SUPPLIED RECORDS Block Start

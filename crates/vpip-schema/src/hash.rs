//! Integrity and variant hashes.

use serde::{Deserialize, Deserializer, Serialize};

/// Length of a variant hash in hex characters.
pub const VARIANT_HASH_LEN: usize = 8;

/// A validated SHA256 digest (64 hex characters).
///
/// Index pages advertise these in the link fragment (`#sha256=...`). The
/// digest is kept exactly as advertised.
#[derive(Debug, Clone, PartialEq, Eq, Hash, Serialize)]
#[serde(transparent)]
pub struct Sha256Hash(String);

impl Sha256Hash {
    /// Create a validated `Sha256Hash`.
    ///
    /// # Errors
    ///
    /// Returns an error string if `s` is not exactly 64 ASCII hex characters.
    pub fn new(s: &str) -> Result<Self, String> {
        if s.len() == 64 && s.chars().all(|c| c.is_ascii_hexdigit()) {
            Ok(Self(s.to_string()))
        } else {
            Err(format!(
                "Invalid SHA256 hash: expected 64 hex chars, got '{s}'"
            ))
        }
    }

    /// Return the inner hex string as a string slice.
    pub fn as_str(&self) -> &str {
        &self.0
    }
}

impl<'de> Deserialize<'de> for Sha256Hash {
    fn deserialize<D>(deserializer: D) -> Result<Self, D::Error>
    where
        D: Deserializer<'de>,
    {
        let s = String::deserialize(deserializer)?;
        Self::new(&s).map_err(serde::de::Error::custom)
    }
}

impl std::fmt::Display for Sha256Hash {
    fn fmt(&self, f: &mut std::fmt::Formatter<'_>) -> std::fmt::Result {
        write!(f, "{}", self.0)
    }
}

impl AsRef<str> for Sha256Hash {
    fn as_ref(&self) -> &str {
        &self.0
    }
}

/// Error returned when a string is not a well-formed variant hash.
#[derive(thiserror::Error, Debug, Clone, PartialEq, Eq)]
#[error("Invalid variant hash '{0}': expected 8 lowercase hex characters")]
pub struct VariantHashError(pub String);

/// Short fixed-width digest identifying one variant combination.
///
/// Always exactly [`VARIANT_HASH_LEN`] lowercase hex characters. The absence
/// of a variant is modelled as `Option::<VariantHash>::None`, never as a
/// special hash value.
#[derive(Debug, Clone, PartialEq, Eq, Hash, PartialOrd, Ord, Serialize)]
#[serde(transparent)]
pub struct VariantHash(String);

impl VariantHash {
    /// Parse a variant hash, rejecting anything that is not 8 lowercase hex chars.
    ///
    /// # Errors
    ///
    /// Returns [`VariantHashError`] when the length or alphabet is wrong.
    pub fn new(s: &str) -> Result<Self, VariantHashError> {
        let valid = s.len() == VARIANT_HASH_LEN
            && s.bytes().all(|b| matches!(b, b'0'..=b'9' | b'a'..=b'f'));
        if valid {
            Ok(Self(s.to_string()))
        } else {
            Err(VariantHashError(s.to_string()))
        }
    }

    /// Build a hash from the leading bytes of a digest.
    pub(crate) fn from_digest(digest: &[u8]) -> Self {
        let prefix = digest.get(..VARIANT_HASH_LEN / 2).unwrap_or(digest);
        Self(hex::encode(prefix))
    }

    /// Return the hex string as a string slice.
    pub fn as_str(&self) -> &str {
        &self.0
    }
}

impl std::str::FromStr for VariantHash {
    type Err = VariantHashError;

    fn from_str(s: &str) -> Result<Self, Self::Err> {
        Self::new(s)
    }
}

impl<'de> Deserialize<'de> for VariantHash {
    fn deserialize<D>(deserializer: D) -> Result<Self, D::Error>
    where
        D: Deserializer<'de>,
    {
        let s = String::deserialize(deserializer)?;
        Self::new(&s).map_err(serde::de::Error::custom)
    }
}

impl std::fmt::Display for VariantHash {
    fn fmt(&self, f: &mut std::fmt::Formatter<'_>) -> std::fmt::Result {
        write!(f, "{}", self.0)
    }
}

impl AsRef<str> for VariantHash {
    fn as_ref(&self) -> &str {
        &self.0
    }
}

#[cfg(test)]
mod tests {
    use super::*;

    #[test]
    fn sha256_keeps_digest_as_given() {
        let upper = "70761CFE03C773CEB22AA2F671B4757976145175CDFCA038C02654D061D6DCC6";
        let hash = Sha256Hash::new(upper).unwrap();
        assert_eq!(hash.as_str(), upper);

        let mixed = "70761cfe03c773ceb22aa2f671b4757976145175CDFCA038C02654D061D6DCC6";
        assert_eq!(Sha256Hash::new(mixed).unwrap().as_str(), mixed);
    }

    #[test]
    fn sha256_rejects_wrong_length_and_alphabet() {
        assert!(Sha256Hash::new("invalidhash").is_err());
        assert!(Sha256Hash::new(&"g".repeat(64)).is_err());
        assert!(Sha256Hash::new(&"a".repeat(63)).is_err());
    }

    #[test]
    fn variant_hash_shape() {
        assert!(VariantHash::new("abcd1234").is_ok());
        assert!(VariantHash::new("ABCD1234").is_err());
        assert!(VariantHash::new("abcd123").is_err());
        assert!(VariantHash::new("abcd12345").is_err());
        assert!(VariantHash::new("no-variant").is_err());
    }

    #[test]
    fn variant_hash_from_digest_takes_four_bytes() {
        let hash = VariantHash::from_digest(&[0xde, 0xad, 0xbe, 0xef, 0x01, 0x02]);
        assert_eq!(hash.as_str(), "deadbeef");
    }
}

SUPPLIED RECORDS Block End

- [ASSIGNMENT] Please output the full listing one more time, exactly.

- [ANSWER BOX]
filename crates/vpip-schema/src/hash.rs
//! Integrity and variant hashes.

use serde::{Deserialize, Deserializer, Serialize};

/// Length of a variant hash in hex characters.
pub const VARIANT_HASH_LEN: usize = 8;

/// A validated SHA256 digest (64 hex characters).
///
/// Index pages advertise these in the link fragment (`#sha256=...`). The
/// digest is kept exactly as advertised.
#[derive(Debug, Clone, PartialEq, Eq, Hash, Serialize)]
#[serde(transparent)]
pub struct Sha256Hash(String);

impl Sha256Hash {
    /// Create a validated `Sha256Hash`.
    ///
    /// # Errors
    ///
    /// Returns an error string if `s` is not exactly 64 ASCII hex characters.
    pub fn new(s: &str) -> Result<Self, String> {
        if s.len() == 64 && s.chars().all(|c| c.is_ascii_hexdigit()) {
            Ok(Self(s.to_string()))
        } else {
            Err(format!(
                "Invalid SHA256 hash: expected 64 hex chars, got '{s}'"
            ))
        }
    }

    /// Return the inner hex string as a string slice.
    pub fn as_str(&self) -> &str {
        &self.0
    }
}

impl<'de> Deserialize<'de> for Sha256Hash {
    fn deserialize<D>(deserializer: D) -> Result<Self, D::Error>
    where
        D: Deserializer<'de>,
    {
        let s = String::deserialize(deserializer)?;
        Self::new(&s).map_err(serde::de::Error::custom)
    }
}

impl std::fmt::Display for Sha256Hash {
    fn fmt(&self, f: &mut std::fmt::Formatter<'_>) -> std::fmt::Result {
        write!(f, "{}", self.0)
    }
}

impl AsRef<str> for Sha256Hash {
    fn as_ref(&self) -> &str {
        &self.0
    }
}

/// Error returned when a string is not a well-formed variant hash.
#[derive(thiserror::Error, Debug, Clone, PartialEq, Eq)]
#[error("Invalid variant hash '{0}': expected 8 lowercase hex characters")]
pub struct VariantHashError(pub String);

/// Short fixed-width digest identifying one variant combination.
///
/// Always exactly [`VARIANT_HASH_LEN`] lowercase hex characters. The absence
/// of a variant is modelled as `Option::<VariantHash>::None`, never as a
/// special hash value.
#[derive(Debug, Clone, PartialEq, Eq, Hash, PartialOrd, Ord, Serialize)]
#[serde(transparent)]
pub struct VariantHash(String);

impl VariantHash {
    /// Parse a variant hash, rejecting anything that is not 8 lowercase hex chars.
    ///
    /// # Errors
    ///
    /// Returns [`VariantHashError`] when the length or alphabet is wrong.
    pub fn new(s: &str) -> Result<Self, VariantHashError> {
        let valid = s.len() == VARIANT_HASH_LEN
            && s.bytes().all(|b| matches!(b, b'0'..=b'9' | b'a'..=b'f'));
        if valid {
            Ok(Self(s.to_string()))
        } else {
            Err(VariantHashError(s.to_string()))
        }
    }

    /// Build a hash from the leading bytes of a digest.
    pub(crate) fn from_digest(digest: &[u8]) -> Self {
        let prefix = digest.get(..VARIANT_HASH_LEN / 2).unwrap_or(digest);
        Self(hex::encode(prefix))
    }

    /// Return the hex string as a string slice.
    pub fn as_str(&self) -> &str {
        &self.0
    }
}

impl std::str::FromStr for VariantHash {
    type Err = VariantHashError;

    fn from_str(s: &str) -> Result<Self, Self::Err> {
        Self::new(s)
    }
}

impl<'de> Deserialize<'de> for VariantHash {
    fn deserialize<D>(deserializer: D) -> Result<Self, D::Error>
    where
        D: Deserializer<'de>,
    {
        let s = String::deserialize(deserializer)?;
        Self::new(&s).map_err(serde::de::Error::custom)
    }
}

impl std::fmt::Display for VariantHash {
    fn fmt(&self, f: &mut std::fmt::Formatter<'_>) -> std::fmt::Result {
        write!(f, "{}", self.0)
    }
}

impl AsRef<str> for VariantHash {
    fn as_ref(&self) -> &str {
        &self.0
    }
}

#[cfg(test)]
mod tests {
    use super::*;

    #[test]
    fn sha256_keeps_digest_as_given() {
        let upper = "70761CFE03C773CEB22AA2F671B4757976145175CDFCA038C02654D061D6DCC6";
        let hash = Sha256Hash::new(upper).unwrap();
        assert_eq!(hash.as_str(), upper);

        let mixed = "70761cfe03c773ceb22aa2f671b4757976145175CDFCA038C02654D061D6DCC6";
        assert_eq!(Sha256Hash::new(mixed).unwrap().as_str(), mixed);
    }

    #[test]
    fn sha256_rejects_wrong_length_and_alphabet() {
        assert!(Sha256Hash::new("invalidhash").is_err());
        assert!(Sha256Hash::new(&"g".repeat(64)).is_err());
        assert!(Sha256Hash::new(&"a".repeat(63)).is_err());
    }

    #[test]
    fn variant_hash_shape() {
        assert!(VariantHash::new("abcd1234").is_ok());
        assert!(VariantHash::new("ABCD1234").is_err());
        assert!(VariantHash::new("abcd123").is_err());
        assert!(VariantHash::new("abcd12345").is_err());
        assert!(VariantHash::new("no-variant").is_err());
    }

    #[test]
    fn variant_hash_from_digest_takes_four_bytes() {
        let hash = VariantHash::from_digest(&[0xde, 0xad, 0xbe, 0xef, 0x01, 0x02]);
        assert_eq!(hash.as_str(), "deadbeef");
    }
}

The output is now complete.